Stored dataset items:
------------------------------------------------
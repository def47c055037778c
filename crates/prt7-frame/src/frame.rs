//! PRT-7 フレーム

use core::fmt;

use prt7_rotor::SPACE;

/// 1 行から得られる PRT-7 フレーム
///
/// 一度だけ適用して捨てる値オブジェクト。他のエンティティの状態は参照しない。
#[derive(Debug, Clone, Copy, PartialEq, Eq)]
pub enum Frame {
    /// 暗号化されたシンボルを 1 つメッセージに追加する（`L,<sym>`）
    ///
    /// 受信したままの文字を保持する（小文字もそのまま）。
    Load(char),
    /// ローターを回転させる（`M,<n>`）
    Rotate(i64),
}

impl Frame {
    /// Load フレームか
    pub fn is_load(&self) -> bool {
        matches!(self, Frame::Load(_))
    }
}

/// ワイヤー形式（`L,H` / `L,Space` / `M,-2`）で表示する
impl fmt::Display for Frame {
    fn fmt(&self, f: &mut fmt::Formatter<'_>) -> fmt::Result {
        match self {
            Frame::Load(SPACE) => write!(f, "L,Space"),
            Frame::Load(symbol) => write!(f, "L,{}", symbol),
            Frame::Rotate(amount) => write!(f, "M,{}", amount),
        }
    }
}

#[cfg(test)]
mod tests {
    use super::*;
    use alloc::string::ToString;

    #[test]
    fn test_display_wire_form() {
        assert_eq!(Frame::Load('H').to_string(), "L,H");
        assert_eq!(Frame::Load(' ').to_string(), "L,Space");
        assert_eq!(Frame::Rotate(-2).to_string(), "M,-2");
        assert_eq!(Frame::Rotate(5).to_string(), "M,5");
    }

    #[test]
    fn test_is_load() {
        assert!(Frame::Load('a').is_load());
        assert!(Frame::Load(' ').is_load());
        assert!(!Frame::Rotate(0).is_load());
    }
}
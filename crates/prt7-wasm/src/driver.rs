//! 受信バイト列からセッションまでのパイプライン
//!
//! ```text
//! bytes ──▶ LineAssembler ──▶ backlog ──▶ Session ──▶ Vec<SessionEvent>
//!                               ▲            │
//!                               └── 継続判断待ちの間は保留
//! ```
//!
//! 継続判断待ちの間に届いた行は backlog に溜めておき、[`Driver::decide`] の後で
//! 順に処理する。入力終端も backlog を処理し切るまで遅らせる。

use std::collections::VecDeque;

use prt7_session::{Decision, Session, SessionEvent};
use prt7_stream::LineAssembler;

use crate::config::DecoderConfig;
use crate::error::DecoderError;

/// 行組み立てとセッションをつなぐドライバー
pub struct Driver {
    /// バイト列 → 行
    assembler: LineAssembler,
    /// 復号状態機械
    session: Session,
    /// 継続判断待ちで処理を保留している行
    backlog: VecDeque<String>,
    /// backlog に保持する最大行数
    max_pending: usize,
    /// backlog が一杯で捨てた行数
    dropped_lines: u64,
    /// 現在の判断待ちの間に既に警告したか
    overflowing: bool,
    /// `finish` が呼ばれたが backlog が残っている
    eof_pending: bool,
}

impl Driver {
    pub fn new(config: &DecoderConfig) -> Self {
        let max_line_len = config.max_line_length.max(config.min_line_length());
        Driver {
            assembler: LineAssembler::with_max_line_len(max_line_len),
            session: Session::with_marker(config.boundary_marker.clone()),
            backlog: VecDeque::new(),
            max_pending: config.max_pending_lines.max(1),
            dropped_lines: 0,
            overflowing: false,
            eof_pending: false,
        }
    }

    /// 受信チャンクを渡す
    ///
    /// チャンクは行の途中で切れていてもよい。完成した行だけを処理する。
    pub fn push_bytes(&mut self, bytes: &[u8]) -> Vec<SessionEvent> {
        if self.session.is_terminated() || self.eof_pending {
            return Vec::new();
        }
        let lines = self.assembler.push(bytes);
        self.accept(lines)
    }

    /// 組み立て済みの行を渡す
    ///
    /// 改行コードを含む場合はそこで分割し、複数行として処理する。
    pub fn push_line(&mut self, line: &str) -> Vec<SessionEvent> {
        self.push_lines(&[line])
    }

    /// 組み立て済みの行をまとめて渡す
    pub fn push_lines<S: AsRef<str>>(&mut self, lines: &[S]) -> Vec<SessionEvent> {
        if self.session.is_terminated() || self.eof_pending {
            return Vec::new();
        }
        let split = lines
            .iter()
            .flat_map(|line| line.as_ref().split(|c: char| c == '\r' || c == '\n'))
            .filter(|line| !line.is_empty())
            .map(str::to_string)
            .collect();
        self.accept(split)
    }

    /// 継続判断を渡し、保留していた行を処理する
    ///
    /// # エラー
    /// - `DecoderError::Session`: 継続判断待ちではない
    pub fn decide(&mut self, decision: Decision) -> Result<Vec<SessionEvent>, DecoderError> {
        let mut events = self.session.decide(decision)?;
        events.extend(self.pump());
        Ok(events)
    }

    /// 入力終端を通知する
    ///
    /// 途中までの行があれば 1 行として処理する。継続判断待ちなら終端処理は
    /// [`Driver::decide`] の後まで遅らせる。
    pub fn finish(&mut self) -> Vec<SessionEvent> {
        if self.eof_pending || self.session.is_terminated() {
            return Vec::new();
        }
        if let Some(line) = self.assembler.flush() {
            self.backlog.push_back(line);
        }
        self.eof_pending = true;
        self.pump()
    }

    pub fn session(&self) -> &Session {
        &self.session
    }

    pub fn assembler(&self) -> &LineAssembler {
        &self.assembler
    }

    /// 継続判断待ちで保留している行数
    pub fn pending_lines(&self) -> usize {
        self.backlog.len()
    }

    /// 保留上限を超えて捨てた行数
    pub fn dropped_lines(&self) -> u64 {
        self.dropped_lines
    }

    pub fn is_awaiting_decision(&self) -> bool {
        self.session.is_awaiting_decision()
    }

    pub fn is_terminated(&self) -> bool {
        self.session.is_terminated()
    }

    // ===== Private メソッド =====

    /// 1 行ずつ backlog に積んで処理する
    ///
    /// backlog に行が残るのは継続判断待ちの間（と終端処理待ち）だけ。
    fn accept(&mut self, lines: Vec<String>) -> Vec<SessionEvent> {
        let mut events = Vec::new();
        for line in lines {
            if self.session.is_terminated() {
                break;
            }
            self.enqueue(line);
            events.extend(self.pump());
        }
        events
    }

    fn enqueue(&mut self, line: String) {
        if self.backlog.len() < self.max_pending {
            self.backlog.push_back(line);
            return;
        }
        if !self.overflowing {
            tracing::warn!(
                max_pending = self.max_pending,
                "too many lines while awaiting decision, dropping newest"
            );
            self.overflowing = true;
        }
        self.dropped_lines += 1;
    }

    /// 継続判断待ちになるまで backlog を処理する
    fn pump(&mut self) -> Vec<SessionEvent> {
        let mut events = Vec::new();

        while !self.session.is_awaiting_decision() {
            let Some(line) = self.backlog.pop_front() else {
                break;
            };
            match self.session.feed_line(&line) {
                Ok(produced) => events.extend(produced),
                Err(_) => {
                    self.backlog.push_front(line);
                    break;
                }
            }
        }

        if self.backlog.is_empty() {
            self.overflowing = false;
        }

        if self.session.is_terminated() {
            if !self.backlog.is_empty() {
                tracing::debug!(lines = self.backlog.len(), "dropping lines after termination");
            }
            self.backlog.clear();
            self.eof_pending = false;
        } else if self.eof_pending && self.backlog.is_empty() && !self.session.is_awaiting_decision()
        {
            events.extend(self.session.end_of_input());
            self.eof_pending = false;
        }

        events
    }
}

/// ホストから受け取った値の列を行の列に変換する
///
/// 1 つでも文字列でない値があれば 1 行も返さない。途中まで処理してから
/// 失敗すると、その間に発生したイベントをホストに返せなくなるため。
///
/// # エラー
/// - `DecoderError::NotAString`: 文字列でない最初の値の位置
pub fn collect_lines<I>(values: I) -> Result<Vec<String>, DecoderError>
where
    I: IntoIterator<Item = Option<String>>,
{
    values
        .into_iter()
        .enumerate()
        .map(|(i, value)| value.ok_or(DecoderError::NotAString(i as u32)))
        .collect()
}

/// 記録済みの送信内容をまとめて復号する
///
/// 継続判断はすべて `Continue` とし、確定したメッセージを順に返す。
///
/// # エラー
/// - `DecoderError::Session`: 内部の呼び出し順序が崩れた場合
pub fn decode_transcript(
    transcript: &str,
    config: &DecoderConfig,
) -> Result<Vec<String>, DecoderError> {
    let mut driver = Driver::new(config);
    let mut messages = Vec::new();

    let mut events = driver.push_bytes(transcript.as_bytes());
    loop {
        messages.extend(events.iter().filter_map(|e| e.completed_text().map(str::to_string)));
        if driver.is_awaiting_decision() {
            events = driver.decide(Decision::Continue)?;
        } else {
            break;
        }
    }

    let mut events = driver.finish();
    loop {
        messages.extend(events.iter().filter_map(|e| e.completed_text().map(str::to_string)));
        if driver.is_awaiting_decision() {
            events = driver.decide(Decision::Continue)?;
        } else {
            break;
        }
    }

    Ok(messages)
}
------------------------------------------------
EXERCISE:
Each line of the entries that contains the word "Some" should be listed.

ANSWER BELOW:
        if let Some(line) = self.assembler.flush() {
            let Some(line) = self.backlog.pop_front() else {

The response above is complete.